Among the records below, find the lines with the word "HookKind" and copy them.

(Dataset entries)
━━━━
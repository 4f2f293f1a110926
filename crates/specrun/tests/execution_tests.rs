use std::cell::RefCell;
use std::rc::Rc;
use std::sync::atomic::{AtomicU32, Ordering};
use std::time::Duration;

use anyhow::Context as _;
use pretty_assertions::assert_eq;
use rstest::rstest;
use specrun::report::{Capture, Reporter};
use specrun::{Context, DeclarationError, HookKind, Phase, RunOutcome, Runner, Step, Suite};

fn declare(body: impl FnOnce(&mut Context)) -> Suite {
    Context::root("root", Duration::from_millis(1000))
        .declare(body)
        .finish()
        .unwrap()
}

fn execute(root: Suite) -> (RunOutcome, Capture) {
    let capture = Capture::default();
    let outcome = Runner::with_reporter(Reporter::new(capture.clone(), false))
        .execute(root)
        .unwrap();
    (outcome, capture)
}

/// Recorder shared between closures; every clone appends to the same log.
#[derive(Clone, Default)]
struct Log(Rc<RefCell<Vec<String>>>);

impl Log {
    fn push(&self, entry: &str) {
        self.0.borrow_mut().push(entry.to_string());
    }

    fn entries(&self) -> Vec<String> {
        self.0.borrow().clone()
    }

    fn step(&self, entry: &'static str) -> Step {
        let log = self.clone();
        Step::sync(move || log.push(entry))
    }
}

fn check_totals(suite: &Suite) {
    assert_eq!(
        suite.passed() + suite.failed(),
        suite.count(),
        "totals of {}",
        suite.title()
    );
    for child in suite.suites() {
        check_totals(child);
    }
}

// ============================================================================
// Totals
// ============================================================================

#[test]
fn totals_add_up_in_every_suite() {
    let root = declare(|ctx| {
        ctx.it("top", || {});
        ctx.describe("mixed", |ctx| {
            ctx.it("passes", || {});
            ctx.it_result("fails", || -> Result<(), &'static str> { Err("nope") });
            ctx.describe("deep", |ctx| {
                ctx.it("panics", || panic!("deep panic"));
                ctx.it("passes too", || {});
            });
        });
        ctx.describe("broken setup", |ctx| {
            ctx.before_all(Step::try_sync(|| -> Result<(), &'static str> { Err("no setup") }));
            ctx.it("a", || {});
            ctx.it("b", || {});
        });
    });

    let (outcome, _) = execute(root);
    check_totals(&outcome.root);
    assert_eq!((outcome.passed(), outcome.failed(), outcome.count()), (3, 4, 7));
    assert_eq!(outcome.exit_code(), 1);
}

#[test]
fn sibling_suites_sum_into_parent() {
    let root = declare(|ctx| {
        ctx.describe("left", |ctx| {
            ctx.it("l1", || {});
            ctx.it("l2", || {});
        });
        ctx.describe("right", |ctx| {
            ctx.it("r1", || {});
            ctx.it("r2", || {});
        });
    });

    let (outcome, capture) = execute(root);
    assert_eq!((outcome.passed(), outcome.failed(), outcome.count()), (4, 0, 4));
    assert_eq!(outcome.exit_code(), 0);
    let summary = capture.lines().pop().unwrap();
    assert!(summary.starts_with("Passed: 4 of 4, Failed: 0 ("), "{summary}");
}

// ============================================================================
// Ordering
// ============================================================================

#[test]
fn cases_and_hooks_run_in_declaration_order() {
    let log = Log::default();
    let root = declare({
        let log = log.clone();
        move |ctx: &mut Context| {
            ctx.describe("s", |ctx| {
                ctx.before_all(log.step("before_all"));
                ctx.before_each(log.step("before_each"));
                ctx.after_each(log.step("after_each"));
                ctx.after_all(log.step("after_all"));
                for title in ["a", "b", "c"] {
                    let log = log.clone();
                    ctx.it(title, move || log.push(title));
                }
                ctx.describe("child", |ctx| {
                    let log = log.clone();
                    ctx.it("d", move || log.push("d"));
                });
            });
        }
    });

    execute(root);
    assert_eq!(
        log.entries(),
        [
            "before_all",
            "before_each",
            "a",
            "after_each",
            "before_each",
            "b",
            "after_each",
            "before_each",
            "c",
            "after_each",
            "d",
            "after_all",
        ]
    );
}

// ============================================================================
// Declaration errors
// ============================================================================

#[test]
fn duplicate_before_each_is_rejected_before_anything_runs() {
    static RAN: AtomicU32 = AtomicU32::new(0);
    let err = Context::root("root", Duration::from_millis(1000))
        .declare(|ctx| {
            ctx.describe("db", |ctx| {
                ctx.before_each(Step::sync(|| {}));
                ctx.before_each(Step::sync(|| {}));
                ctx.it("never runs", || {
                    RAN.fetch_add(1, Ordering::SeqCst);
                });
            });
        })
        .finish()
        .unwrap_err();

    assert_eq!(
        err,
        DeclarationError::DuplicateHook {
            suite: "db".into(),
            kind: HookKind::BeforeEach,
        }
    );
    assert_eq!(err.to_string(), "suite \"db\" can only have a single before_each");
    assert_eq!(RAN.load(Ordering::SeqCst), 0);
}

// ============================================================================
// Timeouts
// ============================================================================

#[test]
fn unsignalled_callback_times_out_and_run_continues() {
    let root = declare(|ctx| {
        ctx.describe("waiting", |ctx| {
            ctx.it_done("never signals", |_done| {}).timeout(50);
            ctx.it("runs afterwards", || {});
        });
    });

    let (outcome, capture) = execute(root);
    let waiting = outcome.root.suite("waiting").unwrap();
    let failure = waiting.case("never signals").unwrap().failure().unwrap();
    assert_eq!(failure.phase, Phase::Body);
    assert!(failure.failure.is_timeout());
    assert!(waiting.case("runs afterwards").unwrap().passed());
    assert!(capture.contents().contains("    Error: body: timed out after 50ms\n"));
}

#[test]
fn slow_hook_times_out_under_suite_limit() {
    let root = declare(|ctx| {
        ctx.describe_with_timeout("slow", 30, |ctx| {
            ctx.before_each(Step::future(|| tokio::time::sleep(Duration::from_millis(500))));
            ctx.it("starved", || {});
        });
    });

    let (outcome, _) = execute(root);
    let failure = outcome.root.suite("slow").unwrap().case("starved").unwrap().failure().unwrap();
    assert_eq!(failure.phase, Phase::BeforeEach);
    assert_eq!(failure.failure.to_string(), "timed out after 30ms");
}

// ============================================================================
// Hook failures
// ============================================================================

#[test]
fn failed_before_all_skips_every_body() {
    static BODIES: AtomicU32 = AtomicU32::new(0);
    let root = declare(|ctx| {
        ctx.describe("setup", |ctx| {
            ctx.before_all(Step::try_sync(|| -> Result<(), &'static str> { Err("database unreachable") }));
            ctx.it("one", || {
                BODIES.fetch_add(1, Ordering::SeqCst);
            });
            ctx.it("two", || {
                BODIES.fetch_add(1, Ordering::SeqCst);
            });
        });
    });

    let (outcome, capture) = execute(root);
    assert_eq!(BODIES.load(Ordering::SeqCst), 0);

    let setup = outcome.root.suite("setup").unwrap();
    assert_eq!(setup.before_all_error().unwrap().to_string(), "database unreachable");
    for case in setup.cases() {
        let failure = case.failure().unwrap();
        assert_eq!(failure.phase, Phase::BeforeAll);
        assert_eq!(failure.to_string(), "before_all: database unreachable");
        assert!(!case.ran());
    }
    let out = capture.contents();
    assert!(out.contains("  before_all failed: database unreachable\n"), "{out}");
    assert!(out.contains("  ✗ one (not run)\n"), "{out}");
}

#[test]
fn panicking_before_each_skips_body_and_after_each() {
    let log = Log::default();
    let root = declare({
        let log = log.clone();
        move |ctx: &mut Context| {
            ctx.describe("exploding", |ctx| {
                ctx.before_each(Step::sync(|| panic!("setup exploded")));
                ctx.after_each(log.step("after_each"));
                let body = log.clone();
                ctx.it("victim", move || body.push("body"));
            });
            ctx.describe("bystander", |ctx| {
                ctx.it("unaffected", || {});
            });
        }
    });

    let (outcome, _) = execute(root);
    assert!(log.entries().is_empty());

    let victim = outcome.root.suite("exploding").unwrap().case("victim").unwrap();
    let message = victim.failure().unwrap().to_string();
    assert!(message.starts_with("before_each: panicked at "), "{message}");
    assert!(message.contains("execution_tests.rs:"), "{message}");
    assert!(message.ends_with(": setup exploded"), "{message}");
    let bystander = outcome.root.suite("bystander").unwrap();
    assert_eq!((bystander.passed(), bystander.failed()), (1, 0));
}

// ============================================================================
// Failure sources
// ============================================================================

fn sync_error() -> Step {
    Step::try_sync(|| -> Result<(), &'static str> { Err("boom") })
}

fn future_error() -> Step {
    Step::try_future(|| async {
        tokio::task::yield_now().await;
        Err::<(), _>("boom")
    })
}

fn callback_error() -> Step {
    Step::callback(|done| {
        std::thread::spawn(move || done.fail("boom"));
    })
}

#[rstest]
#[case::sync(sync_error)]
#[case::future(future_error)]
#[case::callback(callback_error)]
fn every_style_reports_its_error(#[case] make: fn() -> Step) {
    let root = declare(|ctx| {
        ctx.case("failing", make());
    });

    let (outcome, capture) = execute(root);
    let failure = outcome.root.case("failing").unwrap().failure().unwrap();
    assert_eq!(failure.to_string(), "body: boom");
    assert!(capture.contents().contains("Error: body: boom\n"));
}

#[test]
fn unfinished_case_fails_with_its_location() {
    let root = declare(|ctx| {
        ctx.it("placeholder", || todo!());
        ctx.it_async("async placeholder", || async { panic!("not wired up") });
    });

    let (outcome, capture) = execute(root);
    assert_eq!((outcome.passed(), outcome.failed()), (0, 2));

    let failure = outcome.root.case("placeholder").unwrap().failure().unwrap();
    let message = failure.failure.to_string();
    assert!(message.starts_with("panicked at "), "{message}");
    assert!(message.ends_with(": not yet implemented"), "{message}");

    let line = capture
        .lines()
        .into_iter()
        .find(|l| l.starts_with("  Error: body: panicked at "))
        .unwrap();
    assert!(line.contains("execution_tests.rs:"), "{line}");
}

#[test]
fn async_bodies_can_use_network_io() {
    let root = declare(|ctx| {
        ctx.it_async_result("binds a socket", || async {
            let listener = tokio::net::TcpListener::bind("127.0.0.1:0").await?;
            let addr = listener.local_addr()?;
            let (client, accepted) = tokio::join!(tokio::net::TcpStream::connect(addr), listener.accept());
            client?;
            accepted?;
            Ok::<(), std::io::Error>(())
        });
    });

    let (outcome, capture) = execute(root);
    assert_eq!(outcome.failed(), 0, "{}", capture.contents());
    assert!(outcome.root.case("binds a socket").unwrap().passed());
}

#[test]
fn error_chain_is_printed() {
    let root = declare(|ctx| {
        ctx.describe("config", |ctx| {
            ctx.it_result("loads", || -> anyhow::Result<()> {
                Err::<(), _>(std::io::Error::new(std::io::ErrorKind::NotFound, "missing file"))
                    .context("reading settings")?;
                Ok(())
            });
        });
    });

    let (_, capture) = execute(root);
    let lines = capture.lines();
    let at = lines
        .iter()
        .position(|l| l.starts_with("  ✗ loads ("))
        .unwrap();
    assert_eq!(lines[at + 1], "    Error: body: reading settings");
    assert_eq!(lines[at + 2], "      caused by: missing file");
}

// ============================================================================
// DSL
// ============================================================================

#[test]
fn declare_macro_builds_the_same_tree() {
    let root = Context::root("dsl", Duration::from_millis(1000))
        .declare(specrun::declare! {
            describe "math" timeout(200) {
                before_each { }
                it "adds" { assert_eq!(1 + 1, 2); }
                it "parses" try {
                    assert_eq!("7".parse::<u8>()?, 7);
                    Ok(())
                }
                it "waits" async timeout(50) {
                    tokio::time::sleep(Duration::from_millis(1)).await;
                }
                context "callbacks" {
                    test "signals" |done| { done.ok(); }
                }
            }
        })
        .finish()
        .unwrap();

    let math = root.suite("math").unwrap();
    assert_eq!(math.timeout(), Duration::from_millis(200));
    assert!(math.has_hook(HookKind::BeforeEach));
    assert_eq!(math.case("waits").unwrap().timeout(), Duration::from_millis(50));
    assert_eq!(root.count(), 4);

    let (outcome, _) = execute(root);
    assert_eq!((outcome.passed(), outcome.failed()), (4, 0));
}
━━━━
Output >>
use specrun::{Context, DeclarationError, HookKind, Phase, RunOutcome, Runner, Step, Suite};
            kind: HookKind::BeforeEach,
    assert!(math.has_hook(HookKind::BeforeEach));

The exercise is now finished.